- The problem -
Using the entries below, copy out all lines where "must" is found.
*** The records ***
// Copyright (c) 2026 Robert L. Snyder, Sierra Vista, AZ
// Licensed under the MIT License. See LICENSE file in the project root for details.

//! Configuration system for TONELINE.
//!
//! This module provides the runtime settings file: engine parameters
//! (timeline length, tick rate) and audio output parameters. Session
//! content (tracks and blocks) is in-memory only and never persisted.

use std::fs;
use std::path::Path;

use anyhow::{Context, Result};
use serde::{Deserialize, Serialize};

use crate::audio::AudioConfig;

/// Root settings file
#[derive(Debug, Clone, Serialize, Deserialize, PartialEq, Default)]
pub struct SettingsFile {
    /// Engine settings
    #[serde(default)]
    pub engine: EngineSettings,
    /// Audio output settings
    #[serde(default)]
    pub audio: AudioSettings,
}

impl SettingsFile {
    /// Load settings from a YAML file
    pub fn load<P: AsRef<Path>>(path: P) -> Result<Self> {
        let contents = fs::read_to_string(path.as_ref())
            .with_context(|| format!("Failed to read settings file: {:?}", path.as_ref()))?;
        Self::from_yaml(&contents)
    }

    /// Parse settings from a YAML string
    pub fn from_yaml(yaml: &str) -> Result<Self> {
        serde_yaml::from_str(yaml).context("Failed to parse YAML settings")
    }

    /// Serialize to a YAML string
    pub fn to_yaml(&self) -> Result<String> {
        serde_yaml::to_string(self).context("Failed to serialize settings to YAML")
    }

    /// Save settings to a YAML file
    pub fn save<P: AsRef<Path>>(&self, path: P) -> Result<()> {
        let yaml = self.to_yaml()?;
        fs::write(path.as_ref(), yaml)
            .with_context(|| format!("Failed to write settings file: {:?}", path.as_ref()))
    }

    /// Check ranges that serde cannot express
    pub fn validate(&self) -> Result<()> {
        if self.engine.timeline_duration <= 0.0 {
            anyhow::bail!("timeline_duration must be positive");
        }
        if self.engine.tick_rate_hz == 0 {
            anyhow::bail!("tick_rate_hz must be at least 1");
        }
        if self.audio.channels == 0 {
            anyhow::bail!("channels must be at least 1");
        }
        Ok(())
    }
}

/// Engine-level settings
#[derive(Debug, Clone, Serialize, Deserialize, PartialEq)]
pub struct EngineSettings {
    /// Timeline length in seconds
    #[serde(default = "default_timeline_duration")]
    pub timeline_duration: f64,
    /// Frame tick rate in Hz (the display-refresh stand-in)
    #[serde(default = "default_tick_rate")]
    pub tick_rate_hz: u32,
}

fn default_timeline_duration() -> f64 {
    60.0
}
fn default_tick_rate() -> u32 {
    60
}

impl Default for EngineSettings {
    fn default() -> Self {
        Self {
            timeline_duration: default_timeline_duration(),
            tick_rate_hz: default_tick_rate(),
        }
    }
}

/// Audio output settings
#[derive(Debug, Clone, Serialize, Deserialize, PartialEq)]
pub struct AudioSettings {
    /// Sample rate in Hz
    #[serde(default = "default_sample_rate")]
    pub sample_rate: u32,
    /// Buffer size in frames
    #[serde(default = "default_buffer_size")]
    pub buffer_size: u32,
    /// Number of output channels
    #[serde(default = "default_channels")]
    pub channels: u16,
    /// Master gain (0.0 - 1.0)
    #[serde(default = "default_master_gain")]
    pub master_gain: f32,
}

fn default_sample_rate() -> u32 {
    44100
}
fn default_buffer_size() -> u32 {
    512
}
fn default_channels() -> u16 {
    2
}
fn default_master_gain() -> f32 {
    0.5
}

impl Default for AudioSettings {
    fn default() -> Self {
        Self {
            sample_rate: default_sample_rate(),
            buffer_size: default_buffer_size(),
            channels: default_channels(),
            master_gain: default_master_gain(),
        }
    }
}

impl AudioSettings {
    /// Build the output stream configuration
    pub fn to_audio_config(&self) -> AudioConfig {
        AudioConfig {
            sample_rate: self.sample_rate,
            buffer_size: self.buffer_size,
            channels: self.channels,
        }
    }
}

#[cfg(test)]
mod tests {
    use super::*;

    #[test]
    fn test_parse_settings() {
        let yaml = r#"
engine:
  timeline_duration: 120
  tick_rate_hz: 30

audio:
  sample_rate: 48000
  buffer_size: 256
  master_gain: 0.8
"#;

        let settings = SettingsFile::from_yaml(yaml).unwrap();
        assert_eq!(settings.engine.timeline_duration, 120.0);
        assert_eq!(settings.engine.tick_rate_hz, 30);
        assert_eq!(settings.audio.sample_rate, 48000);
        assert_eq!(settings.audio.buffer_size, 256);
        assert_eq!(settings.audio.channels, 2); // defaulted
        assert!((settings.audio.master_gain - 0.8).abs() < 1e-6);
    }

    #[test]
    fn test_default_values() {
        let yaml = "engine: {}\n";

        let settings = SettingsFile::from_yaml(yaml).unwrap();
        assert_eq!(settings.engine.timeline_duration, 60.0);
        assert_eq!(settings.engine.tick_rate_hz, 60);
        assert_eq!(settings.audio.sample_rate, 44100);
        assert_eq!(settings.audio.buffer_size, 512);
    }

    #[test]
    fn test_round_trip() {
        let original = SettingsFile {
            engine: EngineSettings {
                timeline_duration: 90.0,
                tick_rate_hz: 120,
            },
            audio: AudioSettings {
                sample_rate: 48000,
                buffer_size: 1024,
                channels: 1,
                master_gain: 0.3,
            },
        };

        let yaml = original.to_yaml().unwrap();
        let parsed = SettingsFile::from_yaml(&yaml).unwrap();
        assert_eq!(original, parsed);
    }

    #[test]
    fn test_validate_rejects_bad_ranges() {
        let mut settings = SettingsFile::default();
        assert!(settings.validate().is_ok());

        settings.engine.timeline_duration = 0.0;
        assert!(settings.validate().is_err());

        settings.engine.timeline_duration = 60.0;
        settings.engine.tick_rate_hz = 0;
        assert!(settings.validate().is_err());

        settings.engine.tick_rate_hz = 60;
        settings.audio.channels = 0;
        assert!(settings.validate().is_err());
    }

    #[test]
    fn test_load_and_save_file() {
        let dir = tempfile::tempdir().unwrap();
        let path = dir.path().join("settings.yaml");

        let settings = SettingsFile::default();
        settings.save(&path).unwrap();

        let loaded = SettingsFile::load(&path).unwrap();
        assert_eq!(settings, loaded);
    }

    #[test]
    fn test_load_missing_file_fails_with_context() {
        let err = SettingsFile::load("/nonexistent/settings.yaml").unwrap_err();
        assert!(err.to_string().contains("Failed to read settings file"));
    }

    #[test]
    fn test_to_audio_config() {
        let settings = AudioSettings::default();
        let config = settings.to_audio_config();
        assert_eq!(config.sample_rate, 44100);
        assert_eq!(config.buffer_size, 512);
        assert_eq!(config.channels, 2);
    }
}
*** End of The records ***
- Written reply -
            anyhow::bail!("timeline_duration must be positive");
            anyhow::bail!("tick_rate_hz must be at least 1");
            anyhow::bail!("channels must be at least 1");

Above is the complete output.